Ok. Will keep staring at it to see if something catches my eye.

lucasbradstreet22:11:58

Yeah. I hate that format too

michaeldrogalis22:11:03

Man, I have no idea. That's bizarre.

kenny22:11:43

Would the Onyx log shed any light here?

michaeldrogalis22:11:05

Probably not. This is a Schema check before Onyx ever boots up

kenny22:11:07

This exception occurs at runtime during the lifecycle. Is that what you mean when you say before Onyx boots up?

lucasbradstreet22:11:14

This one is the onyx kafka schema check on task start @michaeldrogalis

lucasbradstreet22:11:40

Can you give us the full exception stack trace just in case though?

michaeldrogalis22:11:05

@kenny I bet if you upgrade to "0.11.1.1" this'll be fixed

kenny22:11:46

Good call. Will try that now.

kenny22:11:55

Upgrading causes to 0.11.1.1 causes this exception:

clojure.lang.ExceptionInfo: No reader for tag cond
clojure.lang.Compiler$CompilerException: clojure.lang.ExceptionInfo: No reader for tag cond {:tag cond, :value {:default false, :test false, :ci false}}, compiling:(simple_job.clj:17:15)
I'm pretty sure I've run into this before with Onyx. Something with an Aero version mismatch.

lucasbradstreet22:11:12

Yeah I think this is aero related

lucasbradstreet22:11:39

Though I don’t know why it’s bringing in aero. Probably a dev dependency thing when it should really be a test dependency

kenny22:11:49

The strange thing is that the changes don't seem to indicate something changed with Aero: https://github.com/onyx-platform/onyx-kafka/compare/0.11.1.0...0.11.1.1

lucasbradstreet22:11:27

Hail Mary lein clean?

kenny22:11:34

Using boot 🙂

lucasbradstreet23:11:20

Love it.
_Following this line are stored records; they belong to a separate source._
//! Shared configuration for hassflow tools.
//!
//! TOML profiles layered with environment overrides, token resolution
//! (env + plaintext), definition files, and translation to
//! `hassflow_core::ConnectionConfig`. The CLI adds flag-aware wrappers on
//! top.

use std::collections::BTreeMap;
use std::fmt::Write as _;
use std::path::{Path, PathBuf};
use std::time::Duration;

use directories::ProjectDirs;
use figment::{
    Figment,
    providers::{Env, Format, Serialized, Toml},
};
use secrecy::SecretString;
use serde::{Deserialize, Serialize};
use thiserror::Error;

use hassflow_core::{ConnectionConfig, EntityDefinition, ServiceDefinition, TlsVerification};

/// Token fallback shared with other Home Assistant tooling.
pub const TOKEN_ENV: &str = "HOME_ASSISTANT_TOKEN";
/// URL fallback shared with other Home Assistant tooling.
pub const URL_ENV: &str = "HOME_ASSISTANT_URL";

// ── Error ───────────────────────────────────────────────────────────

#[derive(Debug, Error)]
pub enum ConfigError {
    #[error("invalid {field}: {reason}")]
    Validation { field: String, reason: String },

    #[error("{field} is not configured for profile '{profile}'")]
    Missing { field: String, profile: String },

    #[error("no access token configured for profile '{profile}'")]
    NoCredentials { profile: String },

    #[error("failed to read definitions from {}: {reason}", path.display())]
    Definitions { path: PathBuf, reason: String },

    #[error("failed to serialize config: {0}")]
    Serialization(#[from] toml::ser::Error),

    #[error("config loading failed: {0}")]
    Figment(Box<figment::Error>),

    #[error("IO error: {0}")]
    Io(#[from] std::io::Error),
}

impl From<figment::Error> for ConfigError {
    fn from(err: figment::Error) -> Self {
        Self::Figment(Box::new(err))
    }
}

// ── TOML config structs ─────────────────────────────────────────────

/// Top-level TOML configuration.
#[derive(Debug, Deserialize, Serialize)]
pub struct Config {
    /// Default profile name.
    pub default_profile: Option<String>,

    #[serde(default)]
    pub defaults: Defaults,

    /// Named instance profiles.
    #[serde(default)]
    pub profiles: BTreeMap<String, Profile>,
}

impl Default for Config {
    fn default() -> Self {
        Self {
            default_profile: Some("default".into()),
            defaults: Defaults::default(),
            profiles: BTreeMap::new(),
        }
    }
}

#[derive(Debug, Deserialize, Serialize)]
pub struct Defaults {
    #[serde(default = "default_output")]
    pub output: String,

    #[serde(default)]
    pub insecure: bool,

    #[serde(default = "default_timeout")]
    pub timeout: u64,
}

impl Default for Defaults {
    fn default() -> Self {
        Self {
            output: default_output(),
            insecure: false,
            timeout: default_timeout(),
        }
    }
}

fn default_output() -> String {
    "table".into()
}
fn default_timeout() -> u64 {
    30
}

/// A named Home Assistant instance.
#[derive(Debug, Clone, Default, Deserialize, Serialize)]
pub struct Profile {
    /// Instance base URL (e.g., "http://homeassistant.local:8123").
    pub url: Option<String>,

    /// Long-lived access token (plaintext; prefer `token_env`).
    pub token: Option<String>,

    /// Environment variable name containing the token.
    pub token_env: Option<String>,

    /// Path to custom CA certificate.
    pub ca_cert: Option<PathBuf>,

    /// Override insecure TLS setting.
    pub insecure: Option<bool>,

    /// Override timeout (seconds).
    pub timeout: Option<u64>,

    /// Entity/service definitions file for this instance.
    pub definitions: Option<PathBuf>,
}

// ── Config file path ────────────────────────────────────────────────

/// Resolve the config file path via XDG / platform conventions.
pub fn config_path() -> PathBuf {
    ProjectDirs::from("org", "hassflow", "hassflow").map_or_else(
        || {
            let mut p = dirs_fallback();
            p.push("config.toml");
            p
        },
        |dirs| dirs.config_dir().join("config.toml"),
    )
}

fn dirs_fallback() -> PathBuf {
    let mut p = PathBuf::from(std::env::var("HOME").unwrap_or_else(|_| ".".into()));
    p.push(".config");
    p.push("hassflow");
    p
}

// ── Config loading ──────────────────────────────────────────────────

/// Load the full Config from the canonical file + environment.
pub fn load_config() -> Result<Config, ConfigError> {
    load_config_from(&config_path())
}

/// Defaults, then `path` (if present), then `HASSFLOW_*` variables
/// (`__` separates nesting, e.g. `HASSFLOW_PROFILES__HOME__URL`).
pub fn load_config_from(path: &Path) -> Result<Config, ConfigError> {
    let figment = Figment::new()
        .merge(Serialized::defaults(Config::default()))
        .merge(Toml::file(path))
        .merge(Env::prefixed("HASSFLOW_").split("__"));

    let config: Config = figment.extract()?;
    tracing::debug!(path = %path.display(), profiles = config.profiles.len(), "configuration loaded");
    Ok(config)
}

/// Load config, returning a default if it cannot be read.
pub fn load_config_or_default() -> Config {
    load_config().unwrap_or_else(|err| {
        tracing::warn!(error = %err, "ignoring unreadable configuration");
        Config::default()
    })
}

/// Profile name to use: explicit choice, then `default_profile`, then
/// `"default"`.
pub fn active_profile_name(requested: Option<&str>, config: &Config) -> String {
    requested
        .map(ToOwned::to_owned)
        .or_else(|| config.default_profile.clone())
        .unwrap_or_else(|| "default".into())
}

// ── Credential resolution ───────────────────────────────────────────

/// Resolve the access token: the profile's `token_env` variable, then
/// `HOME_ASSISTANT_TOKEN`, then the plaintext `token`.
pub fn resolve_token(profile: &Profile, profile_name: &str) -> Result<SecretString, ConfigError> {
    if let Some(env_name) = profile.token_env.as_deref() {
        if let Some(value) = non_empty_env(env_name) {
            return Ok(SecretString::from(value));
        }
        tracing::debug!(variable = env_name, "token_env is unset or empty");
    }

    if let Some(value) = non_empty_env(TOKEN_ENV) {
        return Ok(SecretString::from(value));
    }

    if let Some(token) = profile.token.as_deref().filter(|t| !t.trim().is_empty()) {
        return Ok(SecretString::from(token.to_owned()));
    }

    Err(ConfigError::NoCredentials {
        profile: profile_name.into(),
    })
}

/// Resolve the instance URL: profile, then `HOME_ASSISTANT_URL`.
pub fn resolve_url(profile: &Profile, profile_name: &str) -> Result<url::Url, ConfigError> {
    let raw = profile
        .url
        .clone()
        .filter(|u| !u.trim().is_empty())
        .or_else(|| non_empty_env(URL_ENV))
        .ok_or_else(|| ConfigError::Missing {
            field: "url".into(),
            profile: profile_name.into(),
        })?;
    parse_url(&raw)
}

pub fn parse_url(raw: &str) -> Result<url::Url, ConfigError> {
    raw.parse().map_err(|_| ConfigError::Validation {
        field: "url".into(),
        reason: format!("invalid URL: {raw}"),
    })
}

fn non_empty_env(name: &str) -> Option<String> {
    std::env::var(name).ok().filter(|v| !v.trim().is_empty())
}

/// TLS choice for a profile. `insecure` wins over `ca_cert`.
pub fn profile_tls(profile: &Profile, insecure_override: bool) -> TlsVerification {
    if insecure_override || profile.insecure.unwrap_or(false) {
        TlsVerification::DangerAcceptInvalid
    } else if let Some(ref ca_path) = profile.ca_cert {
        TlsVerification::CustomCa(ca_path.clone())
    } else {
        TlsVerification::SystemDefaults
    }
}

/// Build a `ConnectionConfig` from a profile, no flag overrides.
pub fn profile_to_connection_config(
    profile: &Profile,
    profile_name: &str,
) -> Result<ConnectionConfig, ConfigError> {
    let url = resolve_url(profile, profile_name)?;
    let token = resolve_token(profile, profile_name)?;

    let mut config = ConnectionConfig::new(url, token);
    config.tls = profile_tls(profile, false);
    config.timeout = Duration::from_secs(profile.timeout.unwrap_or_else(default_timeout));
    Ok(config)
}

// ── Definitions ─────────────────────────────────────────────────────

/// Declared entities and services, as read from a definitions file.
///
/// ```toml
/// [entities."sensor.temp"]
/// state_type = "number"
/// attributes = { unit_of_measurement = "string" }
///
/// [services."light.turn_on"]
/// fields = ["brightness", "color_name"]
/// ```
#[derive(Debug, Clone, Default, PartialEq, Deserialize, Serialize)]
pub struct Definitions {
    #[serde(default)]
    pub entities: EntityDefinition,
    #[serde(default)]
    pub services: ServiceDefinition,
}

impl Definitions {
    pub fn parse(source: &str, path: &Path) -> Result<Self, ConfigError> {
        toml::from_str(source).map_err(|e| ConfigError::Definitions {
            path: path.to_path_buf(),
            reason: e.message().to_owned(),
        })
    }

    pub fn into_parts(self) -> (EntityDefinition, ServiceDefinition) {
        (self.entities, self.services)
    }
}

pub fn load_definitions(path: &Path) -> Result<Definitions, ConfigError> {
    let source = std::fs::read_to_string(path).map_err(|e| ConfigError::Definitions {
        path: path.to_path_buf(),
        reason: e.to_string(),
    })?;
    let definitions = Definitions::parse(&source, path)?;
    tracing::debug!(
        path = %path.display(),
        entities = definitions.entities.len(),
        services = definitions.services.len(),
        "definitions loaded"
    );
    Ok(definitions)
}

// ── Display ─────────────────────────────────────────────────────────

/// Render config as TOML with tokens masked.
pub fn format_config_redacted(cfg: &Config) -> String {
    let mut out = String::new();

    if let Some(ref default) = cfg.default_profile {
        let _ = writeln!(out, "default_profile = \"{default}\"");
    }
    let _ = writeln!(out);
    let _ = writeln!(out, "[defaults]");
    let _ = writeln!(out, "output = \"{}\"", cfg.defaults.output);
    let _ = writeln!(out, "insecure = {}", cfg.defaults.insecure);
    let _ = writeln!(out, "timeout = {}", cfg.defaults.timeout);

    for (name, p) in &cfg.profiles {
        let _ = writeln!(out);
        let _ = writeln!(out, "[profiles.{name}]");
        if let Some(ref url) = p.url {
            let _ = writeln!(out, "url = \"{url}\"");
        }
        if p.token.is_some() {
            let _ = writeln!(out, "token = \"****\"");
        }
        if let Some(ref env) = p.token_env {
            let _ = writeln!(out, "token_env = \"{env}\"");
        }
        if let Some(ref ca) = p.ca_cert {
            let _ = writeln!(out, "ca_cert = \"{}\"", ca.display());
        }
        if let Some(insecure) = p.insecure {
            let _ = writeln!(out, "insecure = {insecure}");
        }
        if let Some(timeout) = p.timeout {
            let _ = writeln!(out, "timeout = {timeout}");
        }
        if let Some(ref definitions) = p.definitions {
            let _ = writeln!(out, "definitions = \"{}\"", definitions.display());
        }
    }

    out
}

// ── Config saving ───────────────────────────────────────────────────

/// Serialize config to TOML and write it to `path`.
pub fn save_config_to(cfg: &Config, path: &Path) -> Result<(), ConfigError> {
    if let Some(parent) = path.parent() {
        std::fs::create_dir_all(parent)?;
    }
    let toml_str = toml::to_string_pretty(cfg)?;
    std::fs::write(path, toml_str)?;
    Ok(())
}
Just no time to switch over

kenny23:11:37

Figured out the problem but not the solution. You guys may have some insight. We have an internal config library that stores our app's configuration in a config.edn file that is on the classpath. This library is brought in as a dependency in my Onyx project. We are able to read the config perfectly fine this way. This is with a project using [org.onyxplatform/onyx-kafka 0.11.1.0]. For some reason that is not shown in the GitHub compare, using [org.onyxplatform/onyx-kafka 0.11.1.1] places a new config file on the classpath using the same name config.edn. This config.edn overrides the one from our internal config library. The exception pasted above is due to the overridden config.edn using a tag literal #cond that has been removed in newer version of Aero. The real problem here is onyx-kafka placing a new config.edn on the classpath and those changes not being included in the GitHub compare.

kenny23:11:42

It looks like a config.edn is always included in org.onyxplatform/onyx-kafka but for some reason upgrading from 0.11.1.0 to 0.11.1.1 causes my config to get overridden (yay Maven). Is there a reason that a config.edn is included with the onyx-kafka jar?

lucasbradstreet23:11:30

Yuck. No, that should absolutely be under test-resources and should not be included outside of tests

lucasbradstreet23:11:38

Sorry about that.

kenny23:11:42

Yeah that was nasty. Anyway to get a 0.11.x release out with the config.edn removed?